How To Choose A Six-Figure Career

A good job pays well, matches your interests and talents, and isn’t overwhelming or stressful. It’s also one that offers room for career growth and provides a satisfying balance between work and family life. While there is no such thing as a perfect job, there are many careers that meet these basic criteria.

Often to qualify for a good job you either need sufficient education or experience. While a college degree is helpful – and sometimes even necessary to get into a highly specialized field — what really makes the difference when it comes to earning six-figures is continuing education and accumulated experience.

Four Careers to Consider

With that in mind, here are four careers to consider that have the potential of helping you earn six figures a year if you have the right background and steadily accumulate knowledge and experience:

  1. A Career as a Mortgage Broker

If you want to become a mortgage broker, you should have a marketing or sales background. It’s also helpful — but not necessary — to have a banking background because you will need an understanding of lending rates, terms, and financial institutions.

Your knowledge and skills should include good verbal communication, writing skills, mathematics, and a familiarity with credit reports and credit worthiness.

Since the job is demanding, based on lead generation and helping clients get the loans they need for buying a private residence or commercial property, it makes a huge difference to work with a team like Eagle Home Mortgage, which provides education, marketing and sales support systems.

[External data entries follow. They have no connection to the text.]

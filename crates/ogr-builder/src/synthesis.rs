//! Post-build synthesis of missing `og` values.
//!
//! Each step is gated by its own configuration flag and only fills values
//! that are absent:
//!
//! - `synthesize_url`: `og:url` from the document origin.
//! - `synthesize_title`: `og:title` from the fallback title.
//! - `synthesize_image_content`: the first image's content from its
//!   resolved URL (`secure_url`, then `url`).

use ogr_core::{InvalidObjectError, Scalar};
use ogr_graph::OG_NAMESPACE;

use crate::context::BuildContext;
use crate::object::RootContainer;

pub fn synthesize(root: &mut RootContainer, ctx: &BuildContext) -> Result<(), InvalidObjectError> {
    let config = &ctx.config;
    let pctx = ctx.process_context();
    let Some(og) = root.get_mut(OG_NAMESPACE) else {
        return Ok(());
    };

    if config.synthesize_url && !og.is_set("url") {
        if let Some(origin) = ctx.origin.as_deref() {
            tracing::debug!(origin, "synthesizing og:url");
            og.set("url", origin, &pctx)?;
        }
    }

    if config.synthesize_title && !og.is_set("title") {
        if let Some(title) = ctx.fallback_title.as_deref() {
            tracing::debug!(title, "synthesizing og:title");
            og.set("title", title, &pctx)?;
        }
    }

    if config.synthesize_image_content {
        if let Some(image) = og.first_object_mut("image") {
            if image.content().is_none() {
                if let Some(url) = image.resolved_url().map(str::to_string) {
                    tracing::debug!(url = %url, "synthesizing image content");
                    image.set_content_value(Scalar::Url(url));
                }
            }
        }
    }

    Ok(())
}

#[cfg(test)]
mod tests {
    use super::*;
    use crate::object::{OpenGraphObject, PropertyValue};
    use ogr_core::{NamespacePath, ReaderConfig};
    use ogr_schema::SchemaRegistry;

    fn object(registry: &SchemaRegistry, ns: &str) -> OpenGraphObject {
        let path = NamespacePath::parse(ns).unwrap();
        OpenGraphObject::new(registry.resolve(&path).unwrap().clone(), path)
    }

    fn root_with_og(registry: &SchemaRegistry) -> RootContainer {
        let mut root = RootContainer::new("website", None);
        root.insert("og", object(registry, "og"));
        root
    }

    #[test]
    fn url_from_origin() {
        let registry = SchemaRegistry::standard().unwrap();
        let mut root = root_with_og(&registry);
        let ctx = BuildContext::new(ReaderConfig {
            synthesize_url: true,
            ..ReaderConfig::default()
        })
        .with_origin("https://example.org/page");
        synthesize(&mut root, &ctx).unwrap();
        let url = root.og().unwrap().get("url").unwrap().and_then(|v| v.as_str());
        assert_eq!(url, Some("https://example.org/page"));
    }

    #[test]
    fn existing_url_kept() {
        let registry = SchemaRegistry::standard().unwrap();
        let mut root = root_with_og(&registry);
        let ctx = BuildContext::new(ReaderConfig {
            synthesize_url: true,
            ..ReaderConfig::default()
        })
        .with_origin("https://example.org/page");
        let pctx = ctx.process_context();
        root.get_mut("og")
            .unwrap()
            .set("url", "https://example.org/canonical", &pctx)
            .unwrap();
        synthesize(&mut root, &ctx).unwrap();
        let url = root.og().unwrap().get("url").unwrap().and_then(|v| v.as_str());
        assert_eq!(url, Some("https://example.org/canonical"));
    }

    #[test]
    fn title_only_when_enabled() {
        let registry = SchemaRegistry::standard().unwrap();
        let mut root = root_with_og(&registry);
        let ctx = BuildContext::new(ReaderConfig::default()).with_fallback_title("Page");
        synthesize(&mut root, &ctx).unwrap();
        assert!(!root.og().unwrap().is_set("title"));

        let ctx = BuildContext::new(ReaderConfig {
            synthesize_title: true,
            ..ReaderConfig::default()
        })
        .with_fallback_title("Page");
        synthesize(&mut root, &ctx).unwrap();
        assert!(root.og().unwrap().is_set("title"));
    }

    #[test]
    fn image_content_from_url() {
        let registry = SchemaRegistry::standard().unwrap();
        let mut root = root_with_og(&registry);
        let ctx = BuildContext::new(ReaderConfig {
            synthesize_image_content: true,
            ..ReaderConfig::default()
        });
        let pctx = ctx.process_context();
        let mut image = object(&registry, "og:image");
        image.set("url", "http://example.org/a.png", &pctx).unwrap();
        root.get_mut("og").unwrap().push("image", PropertyValue::Object(image));

        synthesize(&mut root, &ctx).unwrap();
        let image = root.og().unwrap().values("image").unwrap()[0].as_object().unwrap();
        assert_eq!(image.content().and_then(Scalar::as_str), Some("http://example.org/a.png"));
    }

    #[test]
    fn no_og_object_is_a_no_op() {
        let mut root = RootContainer::new("website", None);
        let ctx = BuildContext::new(ReaderConfig {
            synthesize_url: true,
            synthesize_title: true,
            synthesize_image_content: true,
            ..ReaderConfig::default()
        })
        .with_origin("https://example.org/");
        synthesize(&mut root, &ctx).unwrap();
        assert!(root.is_empty());
    }
}
//! Property tests for the type processors and the standard registry.

use ogr_core::{NamespacePath, ReaderConfig, Scalar};
use ogr_schema::{ProcessContext, Processor, SchemaRegistry, ValueOptions};
use proptest::prelude::*;

fn process(processor: &Processor, raw: &str, config: &ReaderConfig) -> Option<Scalar> {
    processor
        .process("prop", raw, ValueOptions::default(), &ProcessContext::new(config))
        .ok()
        .flatten()
}

#[test]
fn test_every_declared_path_resolves() {
    let registry = SchemaRegistry::standard().unwrap();
    for descriptor in registry.types() {
        let path = NamespacePath::parse(descriptor.namespace()).unwrap();
        assert!(registry.is_registered(&path));
    }
    for (alias, target) in registry.aliases() {
        let path = NamespacePath::parse(alias).unwrap();
        assert_eq!(registry.resolve(&path).unwrap().namespace(), target);
    }
}

#[test]
fn test_unknown_root_namespace_is_reported() {
    let registry = SchemaRegistry::standard().unwrap();
    let err = registry
        .resolve(&NamespacePath::parse("fb:app_id").unwrap())
        .unwrap_err();
    assert!(err.to_string().contains("fb:app_id is not a registered namespace"));
}

proptest! {
    #[test]
    fn integers_parse_back(n in any::<i64>()) {
        let config = ReaderConfig::default();
        prop_assert_eq!(process(&Processor::Integer, &n.to_string(), &config), Some(Scalar::Integer(n)));
    }

    #[test]
    fn strings_are_untouched(s in ".*") {
        let config = ReaderConfig::default();
        prop_assert_eq!(process(&Processor::String, &s, &config), Some(Scalar::Text(s.clone())));
    }

    #[test]
    fn absolute_urls_always_accepted(path in "[a-z0-9/]{0,20}", secure in any::<bool>()) {
        let config = ReaderConfig::default();
        let scheme = if secure { "https" } else { "http" };
        let url = format!("{scheme}://example.org/{path}");
        let options = ValueOptions { reference: true, ..ValueOptions::default() };
        let value = Processor::Url
            .process("url", &url, options, &ProcessContext::new(&config))
            .unwrap();
        prop_assert_eq!(value, Some(Scalar::Url(url.clone())));
    }

    #[test]
    fn enum_accepts_only_members(raw in "[a-z]{0,6}") {
        let config = ReaderConfig::default();
        let allowed = vec!["a".to_string(), "an".to_string(), "the".to_string()];
        let processor = Processor::Enum(allowed.clone());
        let accepted = process(&processor, &raw, &config).is_some();
        prop_assert_eq!(accepted, allowed.contains(&raw));
    }

    #[test]
    fn discarding_never_fails_optional_values(raw in ".*") {
        let config = ReaderConfig {
            discard_invalid_optional_properties: true,
            ..ReaderConfig::default()
        };
        for processor in [Processor::Integer, Processor::Float, Processor::Boolean, Processor::DateTime] {
            let result = processor.process("prop", &raw, ValueOptions::default(), &ProcessContext::new(&config));
            prop_assert!(result.is_ok());
        }
    }

    #[test]
    fn synthesized_urls_are_absolute(path in "[a-z0-9]{1,10}(/[a-z0-9]{1,10}){0,3}") {
        let config = ReaderConfig { synthesize_full_url: true, ..ReaderConfig::default() };
        let ctx = ProcessContext::new(&config).with_origin(Some("https://example.org/page"));
        let value = Processor::Url
            .process("url", &path, ValueOptions::default(), &ctx)
            .unwrap()
            .unwrap();
        let text = value.as_str().unwrap().to_string();
        prop_assert!(text.starts_with("https://example.org/"));
        prop_assert!(text.ends_with(&path));
    }
}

Personality is a big plus in this career because you have to generate leads and help clients secure the loans they desire. First, you have to explain how a mortgage works and how to improve credit worthiness to clients. Then, working on behalf of the client, you have to patiently search for a lender. If you’re extroverted, friendly, knowledgeable, resourceful, patient, kind, and helpful you have a much higher chance of reaching the upper-income levels.

  1. A Career as a Computer Systems Analyst

A computer system analyst pays well because it requires blending knowledge of business with an understanding about information technology (IT).

The primary skill you need is an ability to thoroughly research what a client does in their business. By understanding the details of a client’s business, you can suggest the best technology they need to use to run their organization better.

Besides researching what a client does in their business, you also need to figure out the best solution for their business problems, which means reviewing hardware, software, and network solutions. Ultimately, your mission is to help clients run their company more efficiently and cost-effectively by designing better computer systems for their business processes.

      3. A Career as a Psychiatrist

People often confuse the difference between a psychologist and a psychiatrist, and some even think of them as synonymous.

This confusion is understandable since they do fairly much the same thing: helping people resolve their psychological problems, which are either neurotic or psychotic.

However, from the career perspective, there is a huge difference in both the pay and the prestige.

A psychologist is someone who has acquired a Master’s degree pursuing a program like the Marriage and Family Therapist. The pay for this is usually modest, between $30,000 to $50,000 unless one owns a clinic.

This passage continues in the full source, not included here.